Para estender essas observações, nós transfectadas células HeLa com a vector de expressão para FLAG-GRP78 (F-GRP78). O uso de GRP78 marcada com o epitopo FLAG permitiu o uso do anticorpo anti-FLAG altamente específico para detectar a expressão GRP78 superfície celular em células não-permeabilizadas. As células HeLa foram usados, uma vez que aderem mais fortemente a slides microscópicos, que é crítico para as múltiplas etapas de manipulações experimentais das células transfectadas. Os nossos resultados mostraram co-localização abundante de superfície de células M-GRP78 com p85 (Figura 3B).
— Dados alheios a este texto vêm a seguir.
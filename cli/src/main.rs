use clap::{Parser, Subcommand};
use std::fs;
use std::path::{Path, PathBuf};

use recordgen::{generate, parse_definitions, parse_materialized, ServiceOptions};
use recordgen_compiler::error::CompileError;
use recordgen_compiler::{order, order_strict, verify_definitions};

#[derive(Parser)]
#[command(name = "recordgen-cli")]
#[command(about = "Order record-type definitions and generate the TypeScript data-access layer", long_about = None)]
struct Cli {
    #[command(subcommand)]
    command: Commands,
}

#[derive(Subcommand)]
enum Commands {
    /// Print the definitions of a batch in dependency order
    Order {
        /// Input JSON file with a `{ "apps": [...] }` envelope
        #[arg(short, long)]
        input: PathBuf,

        /// Fail instead of falling back when no valid order exists
        #[arg(long)]
        strict: bool,
    },

    /// Verify a definition batch (duplicate identifiers, dangling lookups)
    Check {
        /// Input JSON file with a `{ "apps": [...] }` envelope
        #[arg(short, long)]
        input: PathBuf,
    },

    /// Generate the types and service documents from materialized metadata
    Generate {
        /// Input JSON file with the materialized `{ "apps": [...] }` envelope
        #[arg(short, long)]
        input: PathBuf,

        /// Output path for the types document
        #[arg(long, default_value = "src/types/records.ts")]
        types_out: PathBuf,

        /// Output path for the service document
        #[arg(long, default_value = "src/services/recordService.ts")]
        service_out: PathBuf,

        /// Base URL baked into the generated service
        #[arg(long)]
        base_url: Option<String>,

        /// Module path the service imports the generated types from
        #[arg(long)]
        types_module: Option<String>,
    },
}

fn main() -> Result<(), CompileError> {
    let cli = Cli::parse();

    match &cli.command {
        Commands::Order { input, strict } => {
            let text = fs::read_to_string(input).map_err(CompileError::Io)?;
            let definitions = parse_definitions(&text)?;
            let ordered = if *strict {
                verify_definitions(&definitions)?;
                order_strict(&definitions)?
            } else {
                order(&definitions)
            };
            for def in &ordered {
                println!("{}", def.identifier);
            }
            Ok(())
        }

        Commands::Check { input } => {
            let text = fs::read_to_string(input).map_err(CompileError::Io)?;
            let definitions = parse_definitions(&text)?;
            verify_definitions(&definitions)?;
            println!("Verified {} definitions in {}", definitions.len(), input.display());
            Ok(())
        }

        Commands::Generate {
            input,
            types_out,
            service_out,
            base_url,
            types_module,
        } => {
            let text = fs::read_to_string(input).map_err(CompileError::Io)?;
            let batch = parse_materialized(&text)?;

            let mut options = ServiceOptions::default();
            if let Some(url) = base_url {
                options.base_url = url.clone();
            }
            if let Some(module) = types_module {
                options.types_module = module.clone();
            }

            // Compile both documents before touching the filesystem, so a
            // failure never leaves a half-written artifact pair behind.
            let artifact = generate(&batch, &options)?;

            write_document(types_out, &artifact.types)?;
            println!("Generated {}", types_out.display());
            write_document(service_out, &artifact.service)?;
            println!("Generated {}", service_out.display());
            println!("Covered: {}", artifact.covered.join(", "));
            Ok(())
        }
    }
}

fn write_document(path: &Path, contents: &str) -> Result<(), CompileError> {
    if let Some(parent) = path.parent() {
        if !parent.as_os_str().is_empty() {
            fs::create_dir_all(parent).map_err(CompileError::Io)?;
        }
    }
    fs::write(path, contents).map_err(CompileError::Io)
}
A seguir, para determinar se bioquimicamente sGRP78 complexo formado com PI3K, células 293T foram transfectadas com o F-GRP78. As células 293T foram utilizados devido à sua elevada eficiência de transfecção. A utilização de M-GRP78 permitiu-nos para imunoprecipitar GRP78 com elevada especificidade e afinidade. A concepção experimental é mostrado na Figura 3C. Após a transfecção, as células foram biotinilados e os lisados celulares foram incubados com esferas de agarose avidina monomérica que permitem o isolamento de proteínas de superfície celular biotiniladas por eluição condição suave, devido à sua fraca afinidade a proteína biotinilada. As proteínas de superfície de células eluídas foram imunoprecipitados com anticorpo anti-FLAG ou o controlo do isotipo IgG. Os imunoprecipitados foram então sujeitas a transferência de Western e sondadas com anticorpos contra p85 e p110α, bem como o anticorpo anti-FLAG. Observou-se que a superfície de células M-GRP78 complexo formado com tanto a subunidades de PI3K reguladora (p85) e catalisador (p110α), em contraste com o controlo de IgG, que não mostrou qualquer ligação (figura 3D). Colectivamente, estes resultados sugerem que sGRP78 directamente ou indirectamente interactua com p85 e p110α.
GRP78 superfície celular superexpressão estimula PI (3,4,5) P3 e produção de co-localização
A formação do complexo entre sGRP78 PI3K e sugere que ela pode conduzir à modulação de actividade de PI3K. Após a activação, a PI3K localiza à superfície da célula e fosforila PI que conduz à PI (3,4,5) P3 (4,5) P2 (referido abaixo como PIP3) produção.